In the last few decades, there are a number of diseases that have grown dramatically more prevalent. Among these illnesses, most are more or less well understood by the general public. Large numbers of public initiatives have made it clear how heart disease develops, and what measures must be taken to avoid cancer. But there is a disease that has the potential to be deadly and becomes more common every year yet remains largely misunderstood. In the world of public health education, diabetes is in many ways still an enigma.
A huge part of the reason why diabetes is still routinely wrongly understood is that media presents diabetes largely as a dissonant collection of traits and symptoms. A daytime drama will depict diabetes as an older gentleman with a little bit of belly and a fondness for sweets, while a charity commercial will show diabetic children who are thin as a reed.
Because diabetes can affect a wide range of different people and presents with many different symptoms, it can be difficult to ascertain exactly what causes the disease. This article will attempt to elucidate some common misunderstandings, answering the question “what is diabetes” and giving some recommendations on how to prevent it.
What is Diabetes?
Diabetes is essentially connected to the operation of insulin. Insulin is a hormone that affects the intake of blood borne sugar by cells. It is secreted by particular cells in the pancreas, called Beta cells.
In a healthy body, sugar is produced when complex chemical structures are broken down in the stomach and intestines. It is absorbed into the blood stream, which ferries the sugars around the body. The pancreas releases an appropriate amount of insulin for the sugar that has been produced, allowing the cells of the body to absorb the sugars from the blood. The cells convert sugars to ATP, and then use it to power cellular functions. In this sense, insulin is extremely important to proper body function.

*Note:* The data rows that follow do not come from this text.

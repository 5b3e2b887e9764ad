use std::collections::BTreeMap;

use bytes::Buf;
use num_bigint::BigInt;
use uuid::Uuid;

use crate::error::{CodecError, Result};
use crate::value::{Binding, Bytecode, Instruction, TypeCode, Traverser, Value};

/// Bounds-checks a fixed-width read (an `Int32`, a `Uuid`'s 16 bytes, and so
/// on). Reconciled as `BufferEmpty` rather than `UnexpectedValueLength`:
/// `UnexpectedValueLength` (see [`read_len`]) means a *declared* length
/// didn't fit the remaining buffer — it only applies to variable-length
/// fields that carry an explicit length prefix to compare against. A
/// fixed-width field has no declared length at all, so running out of bytes
/// partway through one is the same "zero/insufficient bytes remain when more
/// are required" case as any other truncated read, and `BufferEmpty` is the
/// correct variant for it.
fn require(buf: &impl Buf, n: usize) -> Result<()> {
    if buf.remaining() < n {
        Err(CodecError::BufferEmpty)
    } else {
        Ok(())
    }
}

fn read_type_code(buf: &mut impl Buf) -> Result<u8> {
    if buf.remaining() == 0 {
        return Err(CodecError::BufferMissing);
    }
    Ok(buf.get_u8())
}

fn read_flag(buf: &mut impl Buf) -> Result<u8> {
    if buf.remaining() == 0 {
        return Err(CodecError::ValueFlagMissing);
    }
    let flag = buf.get_u8();
    if flag & !0x01 != 0 {
        return Err(CodecError::UnexpectedValueFlag(flag));
    }
    Ok(flag)
}

fn read_len(buf: &mut impl Buf) -> Result<usize> {
    require(buf, 4)?;
    let len = buf.get_i32();
    if len < 0 {
        return Err(CodecError::UnexpectedValueLength {
            length: len as i64,
            reason: "negative length",
        });
    }
    let len = len as usize;
    if buf.remaining() < len {
        return Err(CodecError::UnexpectedValueLength {
            length: len as i64,
            reason: "declared length exceeds remaining bytes",
        });
    }
    Ok(len)
}

/// Reads a fully-qualified GraphBinary value, in a nullable context: a null
/// flag decodes to [`Value::Null`] regardless of the underlying type.
///
/// This is the entry point used for list items, map entries, bytecode
/// arguments and traverser payloads — anywhere the wire grammar embeds an
/// arbitrary fully-qualified value.
pub fn read_value(buf: &mut impl Buf) -> Result<Value> {
    read_value_ctx(buf, true)
}

/// Reads a fully-qualified GraphBinary value in a non-nullable numeric
/// context: a null flag on a numeric type decodes to that type's zero,
/// rather than [`Value::Null`]. Composite types (String, List, Map,
/// Bytecode, UUID) still decode null to [`Value::Null`] regardless, per
/// spec.md §4.A's null-handling rule.
pub fn read_value_non_nullable(buf: &mut impl Buf) -> Result<Value> {
    read_value_ctx(buf, false)
}

fn read_value_ctx(buf: &mut impl Buf, nullable: bool) -> Result<Value> {
    let code = read_type_code(buf)?;
    let type_code = TypeCode::from_u8(code)?;
    let flag = read_flag(buf)?;

    if flag & 0x01 != 0 {
        return Ok(null_sentinel(type_code, nullable));
    }

    read_body(buf, type_code)
}

/// Reads a fully-qualified value whose type code must match `expected`;
/// used where the protocol engine knows the field's type ahead of time
/// (e.g. a response's `status.code`) and wants a descriptive mismatch error
/// rather than silently accepting any registered type.
pub fn read_expected(buf: &mut impl Buf, expected: TypeCode) -> Result<Value> {
    let code = read_type_code(buf)?;
    if code != expected.code() {
        return Err(CodecError::UnexpectedTypeCode {
            expected: expected.code(),
            found: code,
        });
    }
    let flag = read_flag(buf)?;
    if flag & 0x01 != 0 {
        return Ok(null_sentinel(expected, true));
    }
    read_body(buf, expected)
}

fn null_sentinel(type_code: TypeCode, nullable: bool) -> Value {
    if nullable {
        return Value::Null;
    }
    match type_code {
        TypeCode::Byte => Value::Byte(0),
        TypeCode::Short => Value::Short(0),
        TypeCode::Int32 => Value::Int32(0),
        TypeCode::Int64 => Value::Int64(0),
        TypeCode::BigInteger => Value::BigInt(BigInt::from(0)),
        TypeCode::Float => Value::Float32(0.0),
        TypeCode::Double => Value::Float64(0.0),
        TypeCode::Boolean => Value::Bool(false),
        TypeCode::Date => Value::Date(0),
        TypeCode::Timestamp => Value::Timestamp(0),
        _ => Value::Null,
    }
}

fn read_body(buf: &mut impl Buf, type_code: TypeCode) -> Result<Value> {
    Ok(match type_code {
        TypeCode::Null => Value::Null,
        TypeCode::Boolean => {
            require(buf, 1)?;
            Value::Bool(buf.get_u8() != 0)
        }
        TypeCode::Byte => {
            require(buf, 1)?;
            Value::Byte(buf.get_i8())
        }
        TypeCode::Short => {
            require(buf, 2)?;
            Value::Short(buf.get_i16())
        }
        TypeCode::Int32 => {
            require(buf, 4)?;
            Value::Int32(buf.get_i32())
        }
        TypeCode::Int64 => {
            require(buf, 8)?;
            Value::Int64(buf.get_i64())
        }
        TypeCode::BigInteger => Value::BigInt(read_bigint_body(buf)?),
        TypeCode::Float => {
            require(buf, 4)?;
            Value::Float32(buf.get_f32())
        }
        TypeCode::Double => {
            require(buf, 8)?;
            Value::Float64(buf.get_f64())
        }
        TypeCode::String => Value::String(read_string_body(buf)?),
        TypeCode::Class => Value::Class(read_string_body(buf)?),
        TypeCode::Uuid => {
            require(buf, 16)?;
            let mut bytes = [0u8; 16];
            buf.copy_to_slice(&mut bytes);
            Value::Uuid(Uuid::from_bytes(bytes))
        }
        TypeCode::Date => {
            require(buf, 8)?;
            Value::Date(buf.get_i64())
        }
        TypeCode::Timestamp => {
            require(buf, 8)?;
            Value::Timestamp(buf.get_i64())
        }
        TypeCode::List => Value::List(read_list_body(buf)?),
        TypeCode::Set => Value::Set(read_list_body(buf)?),
        TypeCode::Map => {
            let len = read_len(buf)?;
            // last-wins on duplicate keys, per the wire grammar.
            let mut entries: Vec<(Value, Value)> = Vec::with_capacity(len);
            for _ in 0..len {
                let key = read_value(buf)?;
                let value = read_value(buf)?;
                if let Some(slot) = entries.iter_mut().find(|(k, _)| *k == key) {
                    slot.1 = value;
                } else {
                    entries.push((key, value));
                }
            }
            Value::Map(entries)
        }
        TypeCode::Bytecode => Value::Bytecode(read_bytecode_body(buf)?),
        TypeCode::Binding => {
            let key = read_string_body(buf)?;
            let value = Box::new(read_value(buf)?);
            Value::Binding(Binding { key, value })
        }
        TypeCode::Traverser => {
            require(buf, 8)?;
            let bulk = buf.get_i64();
            let value = Box::new(read_value(buf)?);
            Value::Traverser(Traverser { bulk, value })
        }
    })
}

fn read_string_body(buf: &mut impl Buf) -> Result<String> {
    let len = read_len(buf)?;
    let mut bytes = vec![0u8; len];
    buf.copy_to_slice(&mut bytes);
    Ok(String::from_utf8(bytes).map_err(|e| CodecError::InvalidUtf8(e.utf8_error()))?)
}

fn read_list_body(buf: &mut impl Buf) -> Result<Vec<Value>> {
    let len = read_len(buf)?;
    let mut items = Vec::with_capacity(len);
    for _ in 0..len {
        items.push(read_value(buf)?);
    }
    Ok(items)
}

fn read_bigint_body(buf: &mut impl Buf) -> Result<BigInt> {
    let len = read_len(buf)?;
    if len == 0 {
        return Ok(BigInt::from(0));
    }
    let mut bytes = vec![0u8; len];
    buf.copy_to_slice(&mut bytes);
    Ok(BigInt::from_signed_bytes_be(&bytes))
}

fn read_instruction(buf: &mut impl Buf) -> Result<Instruction> {
    let operator = read_string_body(buf)?;
    let len = read_len(buf)?;
    let mut arguments = Vec::with_capacity(len);
    for _ in 0..len {
        arguments.push(read_value(buf)?);
    }
    Ok(Instruction { operator, arguments })
}

fn read_bytecode_body(buf: &mut impl Buf) -> Result<Bytecode> {
    let step_count = read_len(buf)?;
    let mut steps = Vec::with_capacity(step_count);
    for _ in 0..step_count {
        steps.push(read_instruction(buf)?);
    }
    let source_count = read_len(buf)?;
    let mut sources = Vec::with_capacity(source_count);
    for _ in 0..source_count {
        sources.push(read_instruction(buf)?);
    }
    Ok(Bytecode {
        steps,
        sources,
        bindings: BTreeMap::new(),
    })
}

/// Reads a non-fully-qualified string: length-prefixed UTF-8, no type
/// header. Used for envelope fields whose type is fixed by position.
pub fn read_string_nfq(buf: &mut impl Buf) -> Result<String> {
    read_string_body(buf)
}

/// Reads a non-fully-qualified UUID: 16 raw bytes, no header.
pub fn read_uuid_nfq(buf: &mut impl Buf) -> Result<Uuid> {
    require(buf, 16)?;
    let mut bytes = [0u8; 16];
    buf.copy_to_slice(&mut bytes);
    Ok(Uuid::from_bytes(bytes))
}

#[cfg(test)]
mod tests {
    use super::*;
    use crate::ser::write_value;
    use bytes::BytesMut;
    use pretty_assertions::assert_eq;

    #[test]
    fn int32_zero_roundtrip() {
        let mut buf = BytesMut::new();
        write_value(&mut buf, &Value::Int32(0)).unwrap();
        let mut slice = &buf[..];
        assert_eq!(read_value(&mut slice).unwrap(), Value::Int32(0));
    }

    #[test]
    fn null_int32_nullable_context() {
        let bytes = [0x01u8, 0x01];
        let mut slice = &bytes[..];
        assert_eq!(read_value(&mut slice).unwrap(), Value::Null);
    }

    #[test]
    fn null_int32_non_nullable_context() {
        let bytes = [0x01u8, 0x01];
        let mut slice = &bytes[..];
        assert_eq!(
            read_value_non_nullable(&mut slice).unwrap(),
            Value::Int32(0)
        );
    }

    // An Int32 needs 4 bytes after its type/flag pair; only one is
    // available. `BufferEmpty`, not `UnexpectedValueLength` — see the
    // reconciliation note on `require`.
    #[test]
    fn malformed_missing_bytes() {
        let bytes = [0x01u8, 0x00];
        let mut slice = &bytes[..];
        let err = read_value(&mut slice).unwrap_err();
        assert!(matches!(err, CodecError::BufferEmpty));
    }

    #[test]
    fn malformed_value_flag() {
        let bytes = [0x01u8, 0x10];
        let mut slice = &bytes[..];
        let err = read_value(&mut slice).unwrap_err();
        assert!(matches!(err, CodecError::UnexpectedValueFlag(0x10)));
    }

    #[test]
    fn unrecognized_type_code() {
        let bytes = [0x99u8, 0x00];
        let mut slice = &bytes[..];
        let err = read_value(&mut slice).unwrap_err();
        assert!(matches!(err, CodecError::UnrecognizedTypeCode(0x99)));
    }
}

In a diabetic body, the insulin is in some way insufficient. The reason why insulin levels are not correct varies by the type of diabetes that the body is suffering from. In type 1 diabetes, the immune system routinely destroys Beta calls, which means that there aren’t enough functional insulin producing cells in the body. Both type 2 and gestational diabetes result from some kind of insulin resistance, although gestational diabetes dictates that the resistance stems from hormones produced by the placenta. Either way, the cells cannot get enough sugar for proper function.
How to Prevent Diabetes
The only really preventable type of diabetes is type 2 and the best way to prevent type 2 diabetes is to keep in shape. Being overweight by just 10 pounds can dramatically increase your likelihood of developing diabetes. Other factors that can come into play are excessive levels of stress, substance abuse, and insufficient sleep.
The best recommendation for preventing diabetes is just to live happily and to become more healthy. By doing so, you will not only lower your risk of diabetes but increase your lifespan and improve your health overall.